Exercise details:
State how many lines of the data below hold the string "wanted", giving nothing but the number.

Data for this exercise:
>>

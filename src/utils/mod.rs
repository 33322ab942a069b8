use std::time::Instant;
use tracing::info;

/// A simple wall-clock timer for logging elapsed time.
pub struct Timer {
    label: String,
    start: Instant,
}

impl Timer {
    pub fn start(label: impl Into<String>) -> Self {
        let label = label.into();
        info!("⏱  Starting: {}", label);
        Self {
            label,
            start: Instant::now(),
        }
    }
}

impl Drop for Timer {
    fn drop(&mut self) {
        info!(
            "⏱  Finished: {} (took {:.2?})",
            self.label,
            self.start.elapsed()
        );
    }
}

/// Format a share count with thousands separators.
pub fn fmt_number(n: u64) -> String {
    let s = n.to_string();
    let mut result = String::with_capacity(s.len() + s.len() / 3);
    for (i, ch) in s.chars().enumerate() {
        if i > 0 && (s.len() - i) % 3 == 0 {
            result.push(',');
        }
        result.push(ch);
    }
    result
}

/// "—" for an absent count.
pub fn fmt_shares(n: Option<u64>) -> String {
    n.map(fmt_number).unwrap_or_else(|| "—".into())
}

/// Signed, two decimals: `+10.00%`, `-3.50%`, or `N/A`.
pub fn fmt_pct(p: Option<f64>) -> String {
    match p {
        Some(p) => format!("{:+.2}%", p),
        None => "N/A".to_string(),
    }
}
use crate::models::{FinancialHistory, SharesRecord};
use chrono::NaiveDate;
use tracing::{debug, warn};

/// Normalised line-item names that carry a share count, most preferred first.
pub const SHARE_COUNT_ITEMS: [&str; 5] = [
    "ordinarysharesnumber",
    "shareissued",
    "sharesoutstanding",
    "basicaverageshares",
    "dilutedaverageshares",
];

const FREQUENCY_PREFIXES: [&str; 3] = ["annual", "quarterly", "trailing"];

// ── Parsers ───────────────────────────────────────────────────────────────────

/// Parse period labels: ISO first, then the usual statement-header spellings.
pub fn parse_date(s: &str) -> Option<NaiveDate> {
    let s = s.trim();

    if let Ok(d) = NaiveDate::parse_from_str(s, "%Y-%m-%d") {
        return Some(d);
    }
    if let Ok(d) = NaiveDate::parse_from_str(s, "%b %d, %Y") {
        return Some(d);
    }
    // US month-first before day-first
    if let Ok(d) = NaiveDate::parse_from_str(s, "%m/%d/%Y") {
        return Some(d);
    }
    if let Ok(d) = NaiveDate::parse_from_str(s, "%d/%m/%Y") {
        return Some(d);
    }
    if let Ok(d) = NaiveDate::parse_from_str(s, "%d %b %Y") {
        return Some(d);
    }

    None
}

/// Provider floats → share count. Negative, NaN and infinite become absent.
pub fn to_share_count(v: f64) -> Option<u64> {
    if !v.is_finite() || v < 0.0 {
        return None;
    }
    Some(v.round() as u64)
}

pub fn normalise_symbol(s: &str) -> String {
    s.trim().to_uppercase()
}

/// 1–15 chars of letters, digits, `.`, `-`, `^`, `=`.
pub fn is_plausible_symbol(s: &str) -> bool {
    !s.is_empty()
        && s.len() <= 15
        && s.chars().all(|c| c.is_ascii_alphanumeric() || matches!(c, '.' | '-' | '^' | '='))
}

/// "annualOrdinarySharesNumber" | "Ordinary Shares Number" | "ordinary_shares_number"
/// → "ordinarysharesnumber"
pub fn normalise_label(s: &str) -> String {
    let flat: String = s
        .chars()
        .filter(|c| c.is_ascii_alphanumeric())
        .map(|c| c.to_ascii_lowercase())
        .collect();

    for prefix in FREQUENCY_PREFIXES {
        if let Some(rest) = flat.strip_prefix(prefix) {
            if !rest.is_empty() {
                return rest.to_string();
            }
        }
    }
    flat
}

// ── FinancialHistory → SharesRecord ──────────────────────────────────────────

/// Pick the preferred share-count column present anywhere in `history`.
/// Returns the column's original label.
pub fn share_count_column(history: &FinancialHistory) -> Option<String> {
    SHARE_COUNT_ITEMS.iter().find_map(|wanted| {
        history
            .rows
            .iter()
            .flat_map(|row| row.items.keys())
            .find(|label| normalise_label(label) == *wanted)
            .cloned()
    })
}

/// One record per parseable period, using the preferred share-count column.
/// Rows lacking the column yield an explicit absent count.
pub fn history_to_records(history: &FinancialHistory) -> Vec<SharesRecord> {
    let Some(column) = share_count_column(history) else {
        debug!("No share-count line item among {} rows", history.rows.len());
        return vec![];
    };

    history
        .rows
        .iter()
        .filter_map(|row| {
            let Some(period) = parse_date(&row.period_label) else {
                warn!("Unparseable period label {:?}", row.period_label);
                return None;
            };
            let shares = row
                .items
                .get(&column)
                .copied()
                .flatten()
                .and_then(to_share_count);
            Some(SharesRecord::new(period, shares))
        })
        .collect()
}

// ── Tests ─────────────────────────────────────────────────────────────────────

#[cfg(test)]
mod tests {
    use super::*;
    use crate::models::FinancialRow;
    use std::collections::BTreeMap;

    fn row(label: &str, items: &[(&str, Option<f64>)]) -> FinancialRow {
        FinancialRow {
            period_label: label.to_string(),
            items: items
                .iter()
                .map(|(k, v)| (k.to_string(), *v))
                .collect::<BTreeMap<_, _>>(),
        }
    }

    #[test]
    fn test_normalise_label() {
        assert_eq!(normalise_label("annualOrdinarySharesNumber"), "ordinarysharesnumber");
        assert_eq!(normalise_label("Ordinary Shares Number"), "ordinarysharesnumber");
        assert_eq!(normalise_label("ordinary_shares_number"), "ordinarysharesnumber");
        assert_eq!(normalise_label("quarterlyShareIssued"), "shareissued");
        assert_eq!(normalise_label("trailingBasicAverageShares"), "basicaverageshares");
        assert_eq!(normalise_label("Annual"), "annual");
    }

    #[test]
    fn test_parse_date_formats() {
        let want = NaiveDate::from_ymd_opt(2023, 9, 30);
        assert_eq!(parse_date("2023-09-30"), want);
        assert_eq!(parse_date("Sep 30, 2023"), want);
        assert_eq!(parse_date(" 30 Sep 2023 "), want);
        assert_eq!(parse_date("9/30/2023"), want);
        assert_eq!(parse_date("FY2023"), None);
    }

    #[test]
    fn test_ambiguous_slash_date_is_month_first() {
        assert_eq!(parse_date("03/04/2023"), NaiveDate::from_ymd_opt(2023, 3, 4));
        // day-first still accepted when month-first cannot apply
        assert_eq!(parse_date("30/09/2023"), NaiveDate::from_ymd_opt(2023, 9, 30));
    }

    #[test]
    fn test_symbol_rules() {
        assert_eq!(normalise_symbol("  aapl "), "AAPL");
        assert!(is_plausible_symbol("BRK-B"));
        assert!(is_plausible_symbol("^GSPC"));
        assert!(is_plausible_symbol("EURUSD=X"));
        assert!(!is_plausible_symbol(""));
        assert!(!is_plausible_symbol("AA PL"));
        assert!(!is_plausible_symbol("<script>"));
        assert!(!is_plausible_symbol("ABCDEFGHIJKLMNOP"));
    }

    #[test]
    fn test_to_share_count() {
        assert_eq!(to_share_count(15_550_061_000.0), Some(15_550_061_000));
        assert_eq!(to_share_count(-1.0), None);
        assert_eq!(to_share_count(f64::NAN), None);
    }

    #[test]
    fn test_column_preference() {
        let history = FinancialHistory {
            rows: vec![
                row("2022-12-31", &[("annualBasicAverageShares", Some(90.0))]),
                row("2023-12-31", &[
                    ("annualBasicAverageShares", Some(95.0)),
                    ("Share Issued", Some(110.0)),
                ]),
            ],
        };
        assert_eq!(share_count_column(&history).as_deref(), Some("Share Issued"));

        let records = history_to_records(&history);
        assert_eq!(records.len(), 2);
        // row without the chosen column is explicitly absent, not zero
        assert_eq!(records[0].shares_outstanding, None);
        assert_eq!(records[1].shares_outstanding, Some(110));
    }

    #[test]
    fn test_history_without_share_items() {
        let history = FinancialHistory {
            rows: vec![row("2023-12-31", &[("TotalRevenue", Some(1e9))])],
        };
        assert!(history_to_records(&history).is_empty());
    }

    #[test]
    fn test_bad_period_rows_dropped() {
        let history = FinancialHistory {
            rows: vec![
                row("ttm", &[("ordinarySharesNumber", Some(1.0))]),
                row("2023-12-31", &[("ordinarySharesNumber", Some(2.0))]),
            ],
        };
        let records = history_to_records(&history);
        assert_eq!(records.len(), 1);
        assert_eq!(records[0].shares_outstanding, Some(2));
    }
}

<<

Solution to this exercise:
2